Despite these density-focused improvements, Bergamo is still a hefty chip overall in regards to the total number of transistors in use. A fully kitted out chip is comprised of 82B transistors, down from roughly 90B transistors in a full Genoa chip. Which, accounting for the larger number of CPU cores available with Bergamo, works out to a single Zen 4c core being about 68% of the transistor count as a Zen 4 core, when amortized over the entire transistor count of the chip. In reality, the savings at the CPU core level alone are likely not as great, but it goes to show how many transistors AMD has been able to save by cutting down on everything that isn’t a CPU core.

Meanwhile, as these are a subset of the EPYC 9004 series, the 97×4 EPYC chips are socket compatible with the rest of the 9004 family, using the same SP5 socket.

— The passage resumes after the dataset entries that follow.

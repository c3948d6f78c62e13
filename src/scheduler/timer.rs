use std::sync::Mutex;
use std::time::Duration;

use tokio::sync::Notify;
use tokio::time::Instant;

use crate::config::QueueConfig;

#[derive(Debug)]
struct TimerState {
    last_work: Instant,
    interval: Duration,
}

/// Paces the poll loop: fast while there is work, backing off while idle.
#[derive(Debug)]
pub struct PollTimer {
    config: QueueConfig,
    state: Mutex<TimerState>,
    wake: Notify,
}

impl PollTimer {
    pub fn new(config: QueueConfig) -> Self {
        let interval = config.poll_interval;
        Self {
            config,
            state: Mutex::new(TimerState {
                last_work: Instant::now(),
                interval,
            }),
            wake: Notify::new(),
        }
    }

    fn state(&self) -> std::sync::MutexGuard<'_, TimerState> {
        self.state.lock().unwrap_or_else(|e| e.into_inner())
    }

    /// The loop found (or is blocked by) work; stay at the fast interval.
    pub fn work_seen(&self) {
        self.state().last_work = Instant::now();
    }

    /// Interval before the next poll, from how long the loop has been idle.
    pub fn next_interval(&self) -> Duration {
        let mut state = self.state();
        let interval = self.config.poll_interval_after(state.last_work.elapsed());
        if interval != state.interval {
            tracing::debug!(interval = ?interval, "Poll interval changed");
        }
        state.interval = interval;
        interval
    }

    pub fn current_interval(&self) -> Duration {
        self.state().interval
    }

    pub fn is_backed_off(&self) -> bool {
        self.current_interval() != self.config.poll_interval
    }

    /// New work may exist. Drops back to fast polling and, if the loop was
    /// backed off, wakes it now.
    pub fn enqueued(&self) {
        let mut state = self.state();
        if state.interval == self.config.poll_interval {
            return;
        }
        state.last_work = Instant::now();
        state.interval = self.config.poll_interval;
        drop(state);
        self.wake.notify_one();
    }

    /// Sleep for `interval`, or less if [`enqueued`](Self::enqueued) fires.
    pub async fn wait(&self, interval: Duration) {
        tokio::select! {
            _ = tokio::time::sleep(interval) => {}
            _ = self.wake.notified() => {}
        }
    }
}
use std::time::Duration;

use thiserror::Error;

use crate::scheduler::job::JobId;

/// Which lock a job could not obtain when it tried to run.
#[derive(Debug, Clone, Copy, PartialEq, Eq)]
pub enum LockConflict {
    /// The work row itself is locked, i.e. this same job is already executing.
    OwnRow,
    /// The group lock is held by another job sharing the group key.
    Group,
}

#[derive(Error, Debug)]
pub enum QueueError {
    #[error("Job is already running ({0:?} lock held)")]
    JobRunning(LockConflict),

    #[error("Job failed: {0}")]
    JobFailed(String),

    #[error("Job failed temporarily, retry in {0:?}")]
    JobTemporary(Duration),

    #[error("No capacity for work")]
    NoCapacity,

    #[error("Node has no worker pool")]
    NoWorkerPool,

    #[error("No such job: {0}")]
    NoSuchRecord(JobId),

    #[error("Unknown work type: {0}")]
    UnknownWorkType(String),

    #[error("Invalid work: {0}")]
    InvalidWork(String),

    #[error("Timed out waiting for lock on {0}")]
    LockTimeout(String),

    #[error("Store error: {0}")]
    Store(String),

    #[error("Connection closed")]
    ConnectionClosed,

    #[error("Remote error: {0}")]
    Remote(String),

    #[error("Unexpected command: {0}")]
    UnexpectedCommand(&'static str),

    #[error("I/O error: {0}")]
    Io(#[from] std::io::Error),

    #[error("Codec error: {0}")]
    Codec(#[from] serde_json::Error),
}

impl QueueError {
    /// Build a permanent failure from any application error.
    pub fn failed(err: impl std::fmt::Display) -> Self {
        QueueError::JobFailed(err.to_string())
    }
}

pub type Result<T> = std::result::Result<T, QueueError>;
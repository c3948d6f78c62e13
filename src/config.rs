use std::net::SocketAddr;
use std::time::Duration;

use crate::scheduler::job::{Priority, Weight, WEIGHT_CAPACITY};

/// Tuning for the job table poll loop and the failure/backoff curve.
#[derive(Debug, Clone)]
pub struct QueueConfig {
    /// Fast poll interval used while there is work around.
    pub poll_interval: Duration,
    /// `(idle_for, interval)` stages, checked in order: once the loop has been
    /// idle longer than `idle_for`, poll every `interval` instead.
    pub polling_backoff: Vec<(Duration, Duration)>,
    /// How long after assignment a job is considered possibly orphaned.
    pub overdue_timeout: Duration,
    /// Base delay before retrying a job whose locks were held.
    pub lock_reschedule_interval: Duration,
    /// Base delay before retrying a job that failed.
    pub failure_reschedule_interval: Duration,
    /// Load percentage above which polling stops for the cycle.
    pub overload_level: u32,
    /// Load percentage above which only high priority work is taken.
    pub high_priority_level: u32,
    /// Load percentage above which only medium and high priority work is taken.
    pub medium_priority_level: u32,
    /// How long a job waits for its work row and group locks before giving up.
    pub lock_timeout: Duration,
    /// How often this node tells its peers about its load.
    pub load_report_interval: Duration,
}

impl Default for QueueConfig {
    fn default() -> Self {
        Self {
            poll_interval: Duration::from_millis(100),
            polling_backoff: vec![
                (Duration::from_secs(60), Duration::from_secs(60)),
                (Duration::from_secs(5), Duration::from_secs(1)),
            ],
            overdue_timeout: Duration::from_secs(5 * 60),
            lock_reschedule_interval: Duration::from_secs(60),
            failure_reschedule_interval: Duration::from_secs(60),
            overload_level: 95,
            high_priority_level: 80,
            medium_priority_level: 50,
            lock_timeout: Duration::from_secs(2),
            load_report_interval: Duration::from_secs(5),
        }
    }
}

impl QueueConfig {
    /// Lowest priority admissible at the given load percentage, or `None` when
    /// the node is overloaded and should not take any work.
    pub fn min_priority_for_load(&self, level: u32) -> Option<Priority> {
        if level > self.overload_level {
            None
        } else if level > self.high_priority_level {
            Some(Priority::High)
        } else if level > self.medium_priority_level {
            Some(Priority::Medium)
        } else {
            Some(Priority::Low)
        }
    }

    /// Poll interval after the loop has found nothing to do for `idle`.
    pub fn poll_interval_after(&self, idle: Duration) -> Duration {
        self.polling_backoff
            .iter()
            .find(|(threshold, _)| idle > *threshold)
            .map(|(_, interval)| *interval)
            .unwrap_or(self.poll_interval)
    }

    pub fn with_polling_backoff(mut self, stages: Vec<(Duration, Duration)>) -> Self {
        self.polling_backoff = stages;
        self
    }
}

/// Networking and dispatch settings of one node. Queue tuning lives in the
/// [`QueueConfig`] of the node's `JobQueue`.
#[derive(Debug, Clone)]
pub struct NodeConfig {
    /// Name this node registers under in `NODE_INFO`; peers connect to it.
    pub hostname: String,
    /// Where to listen for peer nodes. `None` runs without peer networking.
    pub listen_addr: Option<SocketAddr>,
    /// Where to listen for local worker processes.
    pub worker_listen_addr: Option<SocketAddr>,
    /// Dispatch to worker processes; when false all work runs in-process.
    pub use_worker_pool: bool,
    /// Start with job processing switched off.
    pub disable_work_processing: bool,
    pub max_load_per_worker: Weight,
}

impl Default for NodeConfig {
    fn default() -> Self {
        Self {
            hostname: "localhost".to_string(),
            listen_addr: None,
            worker_listen_addr: None,
            use_worker_pool: true,
            disable_work_processing: false,
            max_load_per_worker: WEIGHT_CAPACITY,
        }
    }
}

impl NodeConfig {
    pub fn new(hostname: impl Into<String>, listen_addr: SocketAddr) -> Self {
        Self {
            hostname: hostname.into(),
            listen_addr: Some(listen_addr),
            ..Default::default()
        }
    }

    /// A node that performs everything itself, without workers or peers.
    pub fn standalone() -> Self {
        Self {
            use_worker_pool: false,
            ..Default::default()
        }
    }

    pub fn with_worker_listener(mut self, addr: SocketAddr) -> Self {
        self.worker_listen_addr = Some(addr);
        self
    }

    pub fn with_max_load_per_worker(mut self, max: Weight) -> Self {
        self.max_load_per_worker = max;
        self
    }

    pub fn disabled(mut self) -> Self {
        self.disable_work_processing = true;
        self
    }

    /// Port advertised in `NODE_INFO`; 0 when not listening for peers.
    pub fn port(&self) -> u16 {
        self.listen_addr.map(|a| a.port()).unwrap_or(0)
    }
}
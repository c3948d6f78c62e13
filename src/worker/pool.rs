use std::sync::atomic::{AtomicU64, Ordering};
use std::sync::{Arc, RwLock};

use async_trait::async_trait;
use tokio::time::Instant;
use uuid::Uuid;

use crate::error::{QueueError, Result};
use crate::metrics::WorkMetrics;
use crate::performer::PerformFuture;
use crate::rpc::{Command, Connection, RemoteCall, Responder};
use crate::scheduler::job::{JobDescriptor, Weight};
use crate::scheduler::timer::PollTimer;

/// Controller-side view of one worker process.
pub struct WorkerConnection {
    remote: Arc<dyn RemoteCall>,
    /// Sum of the weights of jobs sent and not yet acknowledged.
    load: AtomicU64,
    assigned: AtomicU64,
    completed: AtomicU64,
}

impl WorkerConnection {
    pub fn new(remote: Arc<dyn RemoteCall>) -> Self {
        Self {
            remote,
            load: AtomicU64::new(0),
            assigned: AtomicU64::new(0),
            completed: AtomicU64::new(0),
        }
    }

    pub fn id(&self) -> Uuid {
        self.remote.id()
    }

    pub fn current_load(&self) -> u64 {
        self.load.load(Ordering::SeqCst)
    }

    pub fn current_assigned(&self) -> u64 {
        self.assigned.load(Ordering::SeqCst)
    }

    pub fn total_completed(&self) -> u64 {
        self.completed.load(Ordering::SeqCst)
    }
}

/// Holds a job's weight against a worker until the job finishes.
struct LoadGuard {
    worker: Arc<WorkerConnection>,
    weight: u64,
}

impl LoadGuard {
    fn new(worker: Arc<WorkerConnection>, weight: Weight) -> Self {
        let weight = u64::from(weight);
        worker.load.fetch_add(weight, Ordering::SeqCst);
        worker.assigned.fetch_add(1, Ordering::SeqCst);
        Self { worker, weight }
    }
}

impl Drop for LoadGuard {
    fn drop(&mut self) {
        self.worker.load.fetch_sub(self.weight, Ordering::SeqCst);
        self.worker.assigned.fetch_sub(1, Ordering::SeqCst);
        self.worker.completed.fetch_add(1, Ordering::SeqCst);
    }
}

/// The local worker processes of one node.
pub struct WorkerPool {
    workers: RwLock<Vec<Arc<WorkerConnection>>>,
    max_load_per_worker: Weight,
    metrics: Arc<WorkMetrics>,
}

impl std::fmt::Debug for WorkerPool {
    fn fmt(&self, f: &mut std::fmt::Formatter<'_>) -> std::fmt::Result {
        f.debug_struct("WorkerPool")
            .field("workers", &self.len())
            .field("max_load_per_worker", &self.max_load_per_worker)
            .finish()
    }
}

impl WorkerPool {
    pub fn new(max_load_per_worker: Weight, metrics: Arc<WorkMetrics>) -> Self {
        Self {
            workers: RwLock::new(Vec::new()),
            max_load_per_worker,
            metrics,
        }
    }

    fn read(&self) -> std::sync::RwLockReadGuard<'_, Vec<Arc<WorkerConnection>>> {
        self.workers.read().unwrap_or_else(|e| e.into_inner())
    }

    fn write(&self) -> std::sync::RwLockWriteGuard<'_, Vec<Arc<WorkerConnection>>> {
        self.workers.write().unwrap_or_else(|e| e.into_inner())
    }

    pub fn add_worker(&self, remote: Arc<dyn RemoteCall>) -> Arc<WorkerConnection> {
        let worker = Arc::new(WorkerConnection::new(remote));
        tracing::info!(worker_id = %worker.id(), "Worker connected");
        self.write().push(worker.clone());
        worker
    }

    pub fn remove_worker(&self, id: Uuid) {
        let mut workers = self.write();
        let before = workers.len();
        workers.retain(|w| w.id() != id);
        if workers.len() != before {
            tracing::info!(worker_id = %id, "Worker disconnected");
        }
    }

    pub fn len(&self) -> usize {
        self.read().len()
    }

    pub fn is_empty(&self) -> bool {
        self.read().is_empty()
    }

    /// True if some worker is below the per-worker load ceiling.
    pub fn has_available_capacity(&self) -> bool {
        let max = u64::from(self.max_load_per_worker);
        self.read().iter().any(|w| w.current_load() < max)
    }

    /// Total load as a percentage of total capacity; 100 with no workers.
    pub fn load_level(&self) -> u32 {
        let workers = self.read();
        let total = workers.len() as u64 * u64::from(self.max_load_per_worker);
        if total == 0 {
            return 100;
        }
        let current: u64 = workers.iter().map(|w| w.current_load()).sum();
        u32::try_from(current * 100 / total).unwrap_or(u32::MAX)
    }

    pub fn all_worker_load(&self) -> u64 {
        self.read().iter().map(|w| w.current_load()).sum()
    }

    /// `(assigned, load, completed)` for each worker, in connection order.
    pub fn each_worker_load(&self) -> Vec<(u64, u64, u64)> {
        self.read()
            .iter()
            .map(|w| (w.current_assigned(), w.current_load(), w.total_completed()))
            .collect()
    }

    /// Lowest current load; ties go to the earliest connected.
    fn least_loaded(&self) -> Option<Arc<WorkerConnection>> {
        self.read()
            .iter()
            .min_by_key(|w| w.current_load())
            .cloned()
    }

    /// Send `job` to the least loaded worker. The weight is charged now and
    /// released when the worker answers.
    pub fn perform_job(&self, job: JobDescriptor) -> PerformFuture {
        let Some(worker) = self.least_loaded() else {
            return Box::pin(async { Err(QueueError::NoCapacity) });
        };
        let guard = LoadGuard::new(worker.clone(), job.weight);
        let metrics = self.metrics.clone();
        tracing::debug!(job_id = job.job_id, worker_id = %worker.id(), "Job sent to worker");

        Box::pin(async move {
            let started = Instant::now();
            let work_type = job.work_type.clone();
            let result = worker.remote.call(Command::PerformJob { job }).await;
            drop(guard);
            metrics.record(&work_type, started.elapsed());
            result
        })
    }
}

/// Answers the commands a worker process sends to its controller.
pub struct WorkerResponder {
    pool: Arc<WorkerPool>,
    timer: Arc<PollTimer>,
}

impl WorkerResponder {
    pub fn new(pool: Arc<WorkerPool>, timer: Arc<PollTimer>) -> Self {
        Self { pool, timer }
    }
}

#[async_trait]
impl Responder for WorkerResponder {
    async fn connected(&self, conn: &Arc<Connection>) {
        self.pool.add_worker(conn.clone());
    }

    async fn respond(&self, _conn: &Arc<Connection>, command: Command) -> Result<()> {
        match command {
            Command::EnqueuedJob => {
                self.timer.enqueued();
                Ok(())
            }
            other => Err(QueueError::UnexpectedCommand(other.name())),
        }
    }

    async fn disconnected(&self, conn: &Arc<Connection>) {
        self.pool.remove_worker(conn.id());
    }
}
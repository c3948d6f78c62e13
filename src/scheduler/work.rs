use std::time::Duration;

use async_trait::async_trait;
use chrono::{DateTime, Utc};
use serde::de::DeserializeOwned;
use serde::{Deserialize, Serialize};
use serde_json::Value;

use crate::clock;
use crate::error::{QueueError, Result};
use crate::queuer::Queuer;
use crate::scheduler::job::{JobDescriptor, JobId, JobRecord, Priority, Weight, DEFAULT_WEIGHT};
use crate::store::Transaction;

pub type WorkId = i64;

/// A row of one work type's table, one-to-one with a `JOB` row.
#[derive(Debug, Clone, PartialEq, Serialize, Deserialize)]
pub struct WorkRecord {
    pub work_id: WorkId,
    pub job_id: JobId,
    pub work_type: String,
    /// Rows sharing a group never run concurrently.
    pub group: Option<String>,
    pub payload: Value,
}

impl WorkRecord {
    /// Parse the application payload.
    pub fn decode<T: DeserializeOwned>(&self) -> Result<T> {
        serde_json::from_value(self.payload.clone())
            .map_err(|e| QueueError::InvalidWork(format!("{}: {}", self.work_type, e)))
    }

    /// Delete this row and its job, job last.
    pub async fn remove(&self, txn: &mut dyn Transaction) -> Result<()> {
        txn.delete_work(&self.work_type, self.work_id).await?;
        txn.delete_job(self.job_id).await?;
        Ok(())
    }

    /// Name of the advisory lock serialising this row's group.
    pub fn group_lock_name(&self) -> Option<String> {
        self.group
            .as_ref()
            .map(|group| format!("{}:{}", self.work_type, group))
    }
}

/// Column values for a new work row; the store assigns `work_id`.
#[derive(Debug, Clone, PartialEq)]
pub struct NewWorkRow {
    pub work_type: String,
    pub job_id: JobId,
    pub group: Option<String>,
    pub payload: Value,
}

/// A request to enqueue work. Unset fields fall back to the work type's defaults.
#[derive(Debug, Clone, PartialEq)]
pub struct NewWork {
    pub work_type: String,
    pub payload: Value,
    pub group: Option<String>,
    pub priority: Option<Priority>,
    pub weight: Option<Weight>,
    pub not_before: Option<DateTime<Utc>>,
    pub pause: bool,
    /// For singletons: replace existing instances instead of being ignored.
    pub force: bool,
}

impl NewWork {
    pub fn new(work_type: impl Into<String>, payload: &impl Serialize) -> Result<Self> {
        Ok(Self::from_value(work_type, serde_json::to_value(payload)?))
    }

    pub fn from_value(work_type: impl Into<String>, payload: Value) -> Self {
        Self {
            work_type: work_type.into(),
            payload,
            group: None,
            priority: None,
            weight: None,
            not_before: None,
            pause: false,
            force: false,
        }
    }

    /// A copy of an existing row's payload and group, for re-enqueueing.
    pub fn from_record(work: &WorkRecord) -> Self {
        Self {
            group: work.group.clone(),
            ..Self::from_value(work.work_type.clone(), work.payload.clone())
        }
    }

    pub fn with_group(mut self, group: impl Into<String>) -> Self {
        self.group = Some(group.into());
        self
    }

    pub fn with_priority(mut self, priority: Priority) -> Self {
        self.priority = Some(priority);
        self
    }

    pub fn with_weight(mut self, weight: Weight) -> Self {
        self.weight = Some(weight);
        self
    }

    pub fn not_before(mut self, when: DateTime<Utc>) -> Self {
        self.not_before = Some(when);
        self
    }

    pub fn paused(mut self) -> Self {
        self.pause = true;
        self
    }

    pub fn forced(mut self) -> Self {
        self.force = true;
        self
    }
}

/// Handle returned once work has been written in the caller's transaction.
///
/// It only confirms the rows exist in that transaction; it says nothing about
/// whether or when the work runs.
#[derive(Debug, Clone, PartialEq, Eq)]
pub struct WorkProposal {
    pub job_id: JobId,
    pub work_id: WorkId,
    pub work_type: String,
    pub weight: Weight,
    pub not_before: DateTime<Utc>,
}

impl WorkProposal {
    pub fn descriptor(&self) -> JobDescriptor {
        JobDescriptor {
            job_id: self.job_id,
            weight: self.weight,
            work_type: self.work_type.clone(),
        }
    }
}

/// How a work type treats its siblings before and after running.
#[derive(Debug, Clone, Copy, PartialEq, Eq, Default)]
pub enum WorkPolicy {
    /// Claim the row and run.
    #[default]
    Plain,
    /// At most one row of the type exists at a time.
    Singleton,
    /// Rows matching [`WorkItem::aggregates`] collapse into one execution.
    Aggregator,
    /// A singleton that re-enqueues itself `interval` after each run.
    Regenerating { interval: Duration },
}

impl WorkPolicy {
    pub fn is_singleton(&self) -> bool {
        matches!(self, WorkPolicy::Singleton | WorkPolicy::Regenerating { .. })
    }

    /// Runs under the work row lock before `do_work`. Returns false when the
    /// row was already consumed and the work should be skipped.
    pub async fn before_work(
        &self,
        item: &dyn WorkItem,
        ctx: &mut WorkContext<'_>,
        work: &WorkRecord,
    ) -> Result<bool> {
        match self {
            WorkPolicy::Plain => ctx.txn.delete_work(&work.work_type, work.work_id).await,
            WorkPolicy::Singleton | WorkPolicy::Regenerating { .. } => {
                let all = ctx.txn.all_work(&work.work_type).await?;
                remove_matching(ctx, work, all).await
            }
            WorkPolicy::Aggregator => {
                let all = ctx.txn.all_work(&work.work_type).await?;
                let matching = all
                    .into_iter()
                    .filter(|other| other.work_id == work.work_id || item.aggregates(work, other))
                    .collect();
                remove_matching(ctx, work, matching).await
            }
        }
    }

    /// Runs after `do_work` succeeded, in the same transaction.
    pub async fn after_work(&self, ctx: &mut WorkContext<'_>, work: &WorkRecord) -> Result<()> {
        if let WorkPolicy::Regenerating { interval } = self {
            let when = clock::add(ctx.now(), *interval);
            tracing::debug!(work_type = %work.work_type, when = %when, "Scheduling next regeneration");
            ctx.enqueue(NewWork::from_record(work).not_before(when)).await?;
        }
        Ok(())
    }
}

/// Delete every row in `rows`; sibling jobs go too. Reports whether this
/// row itself was still there.
async fn remove_matching(
    ctx: &mut WorkContext<'_>,
    work: &WorkRecord,
    rows: Vec<WorkRecord>,
) -> Result<bool> {
    let mut found = false;
    for other in rows {
        if other.work_id == work.work_id {
            found = ctx.txn.delete_work(&other.work_type, other.work_id).await?;
        } else {
            other.remove(&mut *ctx.txn).await?;
        }
    }
    Ok(found)
}

/// Application handler for one work type.
#[async_trait]
pub trait WorkItem: Send + Sync + 'static {
    /// Name of the work table; the `workType` column of its jobs.
    fn work_type(&self) -> &str;

    fn policy(&self) -> WorkPolicy {
        WorkPolicy::Plain
    }

    fn default_priority(&self) -> Priority {
        Priority::Low
    }

    fn default_weight(&self) -> Weight {
        DEFAULT_WEIGHT
    }

    /// For aggregators: whether running `this` also covers `other`.
    fn aggregates(&self, this: &WorkRecord, other: &WorkRecord) -> bool {
        this.group.is_some() && this.group == other.group
    }

    /// The actual work. Return `QueueError::JobTemporary` to retry later
    /// without the failure backoff; any other error fails the job.
    async fn do_work(&self, ctx: &mut WorkContext<'_>, work: &WorkRecord) -> Result<()>;
}

/// What a running work item can see: the job's transaction and a queuer for
/// follow-up work.
pub struct WorkContext<'a> {
    pub txn: &'a mut dyn Transaction,
    queuer: &'a dyn Queuer,
    job: &'a JobRecord,
    now: DateTime<Utc>,
}

impl<'a> WorkContext<'a> {
    pub fn new(
        txn: &'a mut dyn Transaction,
        queuer: &'a dyn Queuer,
        job: &'a JobRecord,
        now: DateTime<Utc>,
    ) -> Self {
        Self {
            txn,
            queuer,
            job,
            now,
        }
    }

    pub fn job(&self) -> &JobRecord {
        self.job
    }

    pub fn now(&self) -> DateTime<Utc> {
        self.now
    }

    /// Enqueue more work in this job's transaction.
    pub async fn enqueue(&mut self, work: NewWork) -> Result<Option<WorkProposal>> {
        self.queuer.enqueue_work(&mut *self.txn, work).await
    }
}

A BIOS update will be required to use the chips, of course, but server vendors will be able to pop them into existing designs.

As noted earlier, the primary market for the EPUC 97×4 family is the cloud computing market – the ‘c’ in Zen 4c even stands for “cloud”, according to AMD. The higher core counts and less aggressive clockspeeds make the resulting chips, on a core-for-core basis, more energy efficient than Genoa designs. Which for AMD’s target market is a huge consideration, given that power is one of their greatest ongoing costs. As part of today’s presentation, AMD is touting a 2.7x improvement in energy efficiency, though we’re unclear over what that figure is in comparison to.

With their higher core density and enhanced energy efficiency, AMD is especially looking to compete with Arm-based rivals in this space, with Ampere, Amazon, and others using Arm architecture cores to fit 128 (or more) cores into a single chip. AMD will also eventually be fending off Intel in this space, though not until Sierra Forest in 2024.  

Pure compute users will also want to keep an eye on these new Bergamo chips, as the high core count changes the current performance calculus a bit. In regards to pure compute throughput, on paper the new chips offer even more performance than 96 core Genoa chips, as the extra 32 CPU cores more than offsets the clockspeed losses. With that said, the cache and other supporting hardware of a server CPU boost performance in other ways, so the performance calculus is rarely so simple for real-world workloads. Still, if you just need to let rip a lot of semi-independent threads, then Bergamo may offer some surprises.